No one was optimistic about it now; their first Christmas together was going to be spent in the surgical ward. No cantatas, no singing with the choir, no Christmas Eve service, and no sitting beside their first tree, watching each other’s face while they opened their gifts.

Drip. Drip. Drip.

Cycling through the channels on the T.V., he looked for something better than the annoying sit-com. The hospital staff had brought a hide-a-bed chair into his room so that his wife could spend the nights in the room with him, rather than alone in their low-rent apartment. She was off taking care of other things, though, so he hoped for something to take his mind off the boredom.

Drip.
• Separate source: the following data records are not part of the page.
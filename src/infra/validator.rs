//! Platform selection for ticket existence checks.
//!
//! The set of platforms is closed: each one is a variant of [`TicketValidator`]
//! and an entry in [`PLATFORMS`]. Unknown or unset platform names fall back to
//! [`TicketValidator::Noop`], which accepts every ticket.

use async_trait::async_trait;
use tracing::warn;

use crate::config::AppConfig;
use crate::domain::ticket::TicketId;
use crate::infra::azure::AzureClient;
use crate::infra::github::GitHubClient;
use crate::infra::gitlab::GitLabClient;
use crate::infra::http::ApiClient;
use crate::services::{IssueTrackerService, ValidationOutcome};

pub enum TicketValidator {
    GitLab(GitLabClient),
    GitHub(GitHubClient),
    Azure(AzureClient),
    Noop,
}

pub const NOOP_PLATFORM: &str = "none";

type Constructor = fn(&AppConfig, ApiClient) -> TicketValidator;

pub const PLATFORMS: &[(&str, Constructor)] = &[
    ("gitlab", |config: &AppConfig, api: ApiClient| {
        TicketValidator::GitLab(GitLabClient::new(config.gitlab.clone(), api))
    }),
    ("github", |config: &AppConfig, api: ApiClient| {
        TicketValidator::GitHub(GitHubClient::new(config.github.clone(), api))
    }),
    ("azure", |config: &AppConfig, api: ApiClient| {
        TicketValidator::Azure(AzureClient::new(config.azure.clone(), api))
    }),
];

impl TicketValidator {
    pub fn select(platform: &str, config: &AppConfig, api: ApiClient) -> Self {
        let name = platform.trim().to_lowercase();
        PLATFORMS
            .iter()
            .find(|(key, _)| *key == name)
            .map(|(_, build)| build(config, api))
            .unwrap_or(TicketValidator::Noop)
    }
}

#[async_trait]
impl IssueTrackerService for TicketValidator {
    fn platform(&self) -> &str {
        match self {
            TicketValidator::GitLab(client) => client.platform(),
            TicketValidator::GitHub(client) => client.platform(),
            TicketValidator::Azure(client) => client.platform(),
            TicketValidator::Noop => NOOP_PLATFORM,
        }
    }

    fn is_noop(&self) -> bool {
        matches!(self, TicketValidator::Noop)
    }

    async fn exists(&self, ticket: &TicketId) -> ValidationOutcome {
        match self {
            TicketValidator::GitLab(client) => client.exists(ticket).await,
            TicketValidator::GitHub(client) => client.exists(ticket).await,
            TicketValidator::Azure(client) => client.exists(ticket).await,
            TicketValidator::Noop => ValidationOutcome::Exists,
        }
    }
}

/// Fail-open result for a platform whose credentials are incomplete.
pub(crate) fn skip_missing(label: &str, fields: &[(&str, bool)]) -> ValidationOutcome {
    let missing = fields
        .iter()
        .filter(|(_, is_missing)| *is_missing)
        .map(|(name, _)| *name)
        .collect::<Vec<_>>()
        .join(", ");
    let reason = format!("{label} validation skipped: {missing} missing");
    warn!("{reason}");
    ValidationOutcome::Skipped { reason }
}

#[cfg(test)]
mod tests {
    use std::path::Path;
    use std::time::Duration;

    use super::*;

    fn config() -> AppConfig {
        AppConfig::from_lookup(Path::new("/repo"), |_| None).unwrap()
    }

    fn api() -> ApiClient {
        ApiClient::new(Duration::from_secs(1)).unwrap()
    }

    #[test]
    fn selects_known_platforms_case_insensitively() {
        let config = config();
        assert_eq!(TicketValidator::select("gitlab", &config, api()).platform(), "gitlab");
        assert_eq!(TicketValidator::select("GitHub", &config, api()).platform(), "github");
        assert_eq!(TicketValidator::select(" AZURE ", &config, api()).platform(), "azure");
    }

    #[test]
    fn unknown_platforms_fall_back_to_noop() {
        let config = config();
        assert!(TicketValidator::select("jira", &config, api()).is_noop());
        assert_eq!(
            TicketValidator::select("", &config, api()).platform(),
            NOOP_PLATFORM
        );
        assert!(!TicketValidator::select("github", &config, api()).is_noop());
    }

    #[tokio::test]
    async fn noop_accepts_everything() {
        let validator = TicketValidator::Noop;
        let ticket = TicketId::from_token("NOPE-404").unwrap();
        assert_eq!(validator.exists(&ticket).await, ValidationOutcome::Exists);
    }

    #[tokio::test]
    async fn unconfigured_platforms_always_pass() {
        let config = config();
        let ticket = TicketId::from_token("#1").unwrap();
        for (name, _) in PLATFORMS {
            let outcome = TicketValidator::select(name, &config, api())
                .exists(&ticket)
                .await;
            assert!(matches!(outcome, ValidationOutcome::Skipped { .. }), "{name}");
            assert!(outcome.passed());
        }
    }

    #[test]
    fn skip_reason_lists_every_missing_field() {
        let outcome = skip_missing("Azure DevOps", &[("AZURE_TOKEN", true), ("AZURE_ORG", false), ("AZURE_PROJECT", true)]);
        assert_eq!(
            outcome,
            ValidationOutcome::Skipped {
                reason: "Azure DevOps validation skipped: AZURE_TOKEN, AZURE_PROJECT missing"
                    .to_string()
            }
        );
    }
}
Drip. Drip.

The image of a church building came up on the screen, and the sound of people singing Christmas carols. He set the remote aside and watched, wishing for the world he was free of the tubes that ran down the back of his throat to his stomach and beyond so that he could sing with the program.

There was no sales-pitch accompanying the program, and no promotions; just unseen people singing. He listened, carried away by the pure spirit of the season, untarnished by any undertones of commercialism.

Drip. Drip. Drip.

The drops rolled from his cheeks to the gown, the moments until Christmas marked by the fluid passage of life both into and out of his body. The program lasted for nearly a half-hour, providing a touch he so desperately wanted. Christmas would come, even to a hospital room in Portland, Oregon.

Drip. Drip. Drip.

Christmas would come, and she would be there. It would still be their first Christmas together, and God had just shown him that His Spirit would not be kept away, either.

“Joy to the world, the Lord has come,” he had sung many times. The Messiah had been born in less than ideal circumstances, and the birth had been joyful. The joy could still be felt despite the situation.

Drip. Drip. Drip.

He would just keep counting.

4 comments:

Yvonne Blake said...

Beautiful and so touching! *tears*

Debra Gray-Elliott said...

Such a wonderful reminder. My mother-in-law was in the hospital during the holiddays.

Catrina Bradley said...

My favorite kind of Christmas story. Thanks, Hoomi.

Sharlyn Guthrie said...

Very touching, and a good reminder that Christmas isn't always picture perfect...not even the first one.